漫画のおはなし作りの教本はこれ一冊で充分。
…とは言わないけれど、かなり本質をついた(かつ実用的な)作話教本であることは間違いない。

割とマイナーっぽいが、名著だ。
 

 

「ドラマが大事だと言われても…ドラマって何?」

漫画教本は何かと「具体的なテクニック」の紹介で終始しがちだ。

この本は違う。

マンガ表現とは何か?なぜドラマが必要?ドラマとは何か?

「ドラマ」「エピソード」「キャラクター」といったキーワードは抽象的であり、
イマイチ何なのかつかめない方も多いのではないだろうか?

「ストーリーの作り方」的な書籍において前提として語られがちな「ドラマ」や「テーマ」について、
なぜ?なぜ?と問いかけ、読者を置いてけぼりにしない。

ドラマとは何か?エピソードとは何か?
今学ぼうとしていることは、マンガにおいてどのような位置づけなのか?

本書はまずそこを丁寧に解説してある。

 

抽象的な(重要な)キーワードを、映画を例にとって具体的に解説

本書のタイトル通りなのだが、とっつきにくい「ドラマ」や「エピソード」について、
有名な映画を取り上げて非常に分かりやすく解説してある。

少し長いが、以下に本文より抜粋する。

■マンガの「中身」の部品
俳優の容姿や演技は、マンガでいえば「絵」に相当します。

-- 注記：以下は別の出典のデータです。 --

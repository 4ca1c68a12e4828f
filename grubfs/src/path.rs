// SPDX-License-Identifier: MIT OR Apache-2.0

//! Conversion of host paths into driver paths.
//!
//! The host separates components with `\` and opens files relative to an
//! already open directory. Drivers want one absolute path separated by `/`,
//! without `.` or `..` components and without repeated separators. `..`
//! never climbs above the root.

use alloc::string::String;
use alloc::vec::Vec;
use core::fmt::{self, Display, Formatter};

/// Separator of driver paths.
pub const SEPARATOR: char = '/';

/// Errors that may happen while building a driver path.
#[derive(Clone, Copy, Debug, Eq, PartialEq)]
pub enum PathError {
    /// The path contains a NUL character at the given byte index.
    InteriorNul(usize),
    /// There was no memory for the resulting path.
    OutOfMemory,
}

impl Display for PathError {
    fn fmt(&self, f: &mut Formatter<'_>) -> fmt::Result {
        match self {
            Self::InteriorNul(index) => write!(f, "path contains a NUL at index {index}"),
            Self::OutOfMemory => write!(f, "out of memory building path"),
        }
    }
}

impl core::error::Error for PathError {}

fn is_separator(c: char) -> bool {
    c == '\\' || c == '/'
}

fn check_nul(path: &str) -> Result<(), PathError> {
    match path.find('\0') {
        Some(index) => Err(PathError::InteriorNul(index)),
        None => Ok(()),
    }
}

/// Resolves `name` relative to the driver path `base`.
///
/// A `name` starting with a separator is absolute and ignores `base`.
pub fn join(base: &str, name: &str) -> Result<String, PathError> {
    check_nul(base)?;
    check_nul(name)?;

    let relative_base = if name.starts_with(is_separator) {
        ""
    } else {
        base
    };

    let mut components: Vec<&str> = Vec::new();
    for part in relative_base
        .split(is_separator)
        .chain(name.split(is_separator))
    {
        match part {
            "" | "." => {}
            ".." => {
                components.pop();
            }
            part => components.push(part),
        }
    }

    let len = components.iter().map(|c| c.len() + 1).sum::<usize>().max(1);
    let mut path = String::new();
    path.try_reserve_exact(len)
        .map_err(|_| PathError::OutOfMemory)?;
    if components.is_empty() {
        path.push(SEPARATOR);
    }
    for component in components {
        path.push(SEPARATOR);
        path.push_str(component);
    }
    Ok(path)
}

/// Normalizes a single path, interpreted from the root.
pub fn normalize(path: &str) -> Result<String, PathError> {
    join("", path)
}
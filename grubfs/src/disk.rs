// SPDX-License-Identifier: MIT OR Apache-2.0

//! Volumes, devices and the disk read path.
//!
//! A [`Volume`] is the host side of a mounted block device. Drivers never see
//! it directly: they receive a [`Device`] whose [`Disk`] points back at the
//! volume without owning it, and read raw bytes through [`Disk::read`].

use crate::env::Env;
use crate::result::GrubResult;
use alloc::boxed::Box;
use alloc::rc::{Rc, Weak};
use alloc::string::String;
use core::fmt::{self, Debug, Formatter};
use grubfs_raw::{DiskAddr, GrubErr, DISK_SECTOR_SIZE};
use log::{error, trace};

/// Byte-addressed access to the host's block media.
///
/// Retrying failed transfers is up to the implementation. The disk read path
/// issues every request exactly once.
pub trait BlockDevice {
    /// Identifier of the medium currently in the device, or `None` if the
    /// host has no block descriptor for it.
    fn media_id(&self) -> Option<u32>;

    /// Reads `buffer.len()` bytes starting at byte `offset` of the medium
    /// identified by `media_id`.
    fn read_disk(&self, media_id: u32, offset: u64, buffer: &mut [u8]) -> uefi::Result;
}

/// Host-side backing of one mounted volume.
pub struct Volume {
    key: String,
    io: Option<Box<dyn BlockDevice>>,
}

impl Volume {
    /// Creates a volume named `key`, reading through `io`.
    ///
    /// `key` must be stable for the lifetime of the volume, the textual form
    /// of the device path is a good choice. Passing `None` for `io` models a
    /// host that could not provide block access; every read then fails.
    #[must_use]
    pub fn new(key: impl Into<String>, io: Option<Box<dyn BlockDevice>>) -> Self {
        Self {
            key: key.into(),
            io,
        }
    }

    /// Name under which drivers can open this volume.
    #[must_use]
    pub fn key(&self) -> &str {
        &self.key
    }

    /// Block access of this volume, if the host provided one.
    #[must_use]
    pub fn io(&self) -> Option<&dyn BlockDevice> {
        self.io.as_deref()
    }
}

impl Debug for Volume {
    fn fmt(&self, f: &mut Formatter<'_>) -> fmt::Result {
        f.debug_struct("Volume")
            .field("key", &self.key)
            .field("io", &self.io.is_some())
            .finish()
    }
}

/// How a device to open is identified.
#[derive(Clone, Copy, Debug)]
pub enum DeviceId<'a> {
    /// The volume is known to the caller, as it is when the host mounts it.
    Volume(&'a Rc<Volume>),
    /// A name a driver found on disk, resolved through the [`Env`] table.
    Name(&'a str),
}

/// Driver-facing handle of one volume.
#[derive(Debug)]
pub struct Device {
    disk: Disk,
}

/// The block medium of a [`Device`].
#[derive(Debug)]
pub struct Disk {
    volume: Weak<Volume>,
    name: String,
}

impl Device {
    /// Opens a device on the volume identified by `id`.
    ///
    /// Fails with [`GrubErr::UNKNOWN_DEVICE`] if a name does not resolve to a
    /// live volume and with [`GrubErr::OUT_OF_MEMORY`] if the device cannot be
    /// allocated. Either way nothing is left behind.
    pub fn open(env: &Env, id: DeviceId<'_>) -> GrubResult<Self> {
        let volume = match id {
            DeviceId::Volume(volume) => Rc::clone(volume),
            DeviceId::Name(name) => env.lookup_volume(name).ok_or_else(|| {
                env.error(
                    GrubErr::UNKNOWN_DEVICE,
                    format_args!("no such device: {name}"),
                )
            })?,
        };

        let mut name = String::new();
        name.try_reserve_exact(volume.key().len()).map_err(|_| {
            env.error(
                GrubErr::OUT_OF_MEMORY,
                format_args!("out of memory opening {}", volume.key()),
            )
        })?;
        name.push_str(volume.key());

        trace!("opened device {name}");
        Ok(Self {
            disk: Disk {
                volume: Rc::downgrade(&volume),
                name,
            },
        })
    }

    /// Closes the device, releasing its disk along with it.
    pub fn close(self) {
        trace!("closing device {}", self.disk.name);
        let Self { disk } = self;
        drop(disk);
    }

    /// The disk of this device.
    #[must_use]
    pub const fn disk(&self) -> &Disk {
        &self.disk
    }
}

impl Disk {
    /// Name of the volume this disk reads from.
    #[must_use]
    pub fn name(&self) -> &str {
        &self.name
    }

    /// The volume this disk reads from, if it is still mounted.
    #[must_use]
    pub fn volume(&self) -> Option<Rc<Volume>> {
        self.volume.upgrade()
    }

    /// Returns true if this disk points back at `volume`.
    #[must_use]
    pub fn belongs_to(&self, volume: &Rc<Volume>) -> bool {
        Weak::ptr_eq(&self.volume, &Rc::downgrade(volume))
    }

    /// Reads `buf.len()` bytes starting `offset` bytes into `sector`.
    ///
    /// The sector size is always [`DISK_SECTOR_SIZE`], whatever the block
    /// size of the media. The request goes to the host exactly once. A
    /// missing volume, block access or block descriptor, an address that
    /// does not fit in 64 bits and a host failure all raise
    /// [`GrubErr::READ_ERROR`].
    pub fn read(&self, env: &Env, sector: DiskAddr, offset: u64, buf: &mut [u8]) -> GrubResult {
        let Some(volume) = self.volume.upgrade() else {
            return Err(env.error(
                GrubErr::READ_ERROR,
                format_args!("{}: volume is gone", self.name),
            ));
        };
        let Some(io) = volume.io() else {
            return Err(env.error(
                GrubErr::READ_ERROR,
                format_args!("{}: no block access", self.name),
            ));
        };
        let Some(media_id) = io.media_id() else {
            return Err(env.error(
                GrubErr::READ_ERROR,
                format_args!("{}: no block media", self.name),
            ));
        };
        let Some(address) = sector
            .checked_mul(DISK_SECTOR_SIZE)
            .and_then(|a| a.checked_add(offset))
        else {
            return Err(env.error(
                GrubErr::READ_ERROR,
                format_args!("{}: sector {sector:#x} is out of range", self.name),
            ));
        };

        io.read_disk(media_id, address, buf).map_err(|e| {
            error!(
                "Could not read block at address {sector:08x}: {:?}",
                e.status()
            );
            env.error(
                GrubErr::READ_ERROR,
                format_args!("{}: failure reading sector {sector:#x}", self.name),
            )
        })
    }
}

『ローマの休日』でのヘプバーンの容姿や演技は、高い画力を持ったマンガ家が、すばらしい絵を入れたようなものです。しかし、絵というのは、マンガのほんの一部分。いってみれば「皮」でしかありません。皆さんに知ってほしいのは、「皮」の下にある「中身」についてです。[図1]。
マンガの「中身」とは、すなわち「キャラクターの中身」でもあります。キャラクターの中身とは、そのキャラクターの性格や特徴、能力などのことです。それらを総合したものが読者の目に魅力的に映るかどうかで、キャラクターを好きになってもらえるかどうかが決まります。
その、大切な「キャラクターの中身」を表現するために用いる道具が「ストーリー」です。そして、ストーリーは「ドラマ」と「エピソード」と「舞台設定」という部品からできています。
それらのうち、最も根本的な部品が「ドラマ」です。ストーリーをマンガの「骨」に例えれば、ドラマは、その中心となって全体を支える「背骨」にあたります。背骨なしに、ストーリーは形を成しません。マンガを描いていて、ストーリーがなかなかまとまらないとき、その原因は、ほぼ100%、自分がどんなドラマを描こうとしているのかを見失っていることにあります。

このあとに要点が箇条書きでまとめてある。

非常に論理的、かつ的確な例えを用いていて、明快だ。

紹介してある映画を観ずに読んでも良書であることには変わりないが、
映画を一度観てから読めばかなり理解が進むだろう。

 

とにかく例え話が分かりやすい。

 

私にとって特に役立ったのは、第4章の「過去の作品から形式を借りる」ことについての話だ。
ここでもとにかく例え話がうまい。

「ラーメン」と「成長もの」を比べて、

★どんなラーメンでも「作り方」は同じ

  1. ダシをとってスープを作り
  2. メンをゆでて
  3. 完成

★どんな「成長もの」でも「形」は同じ

  1. ライバルに勝てず
  2. 努力して
  3. 勝利

…という例え話がされていて、「なるほど」と納得してしまった。

 

まとめ

なお本書は以下の5章で構成されている。

  • 第0章 マンガ家になるために描くマンガ
  • 第1章 マンガの表現の仕組み
  • 第2章 ネームの仕組み
  • 第3章 キャラクターを作る
  • 第4章 ストーリーと演出

この記事では、第1章の一部分を中心に取り上げた。

また本書は具体的なテクニックについても言及されていて、ただの「概論」的な本ではない。

ネームについて、キャラクター作成について、ストーリー・演出について、
それぞれかなり「使える」テクニックが紹介されているので、ぜひ参照してみてほしい。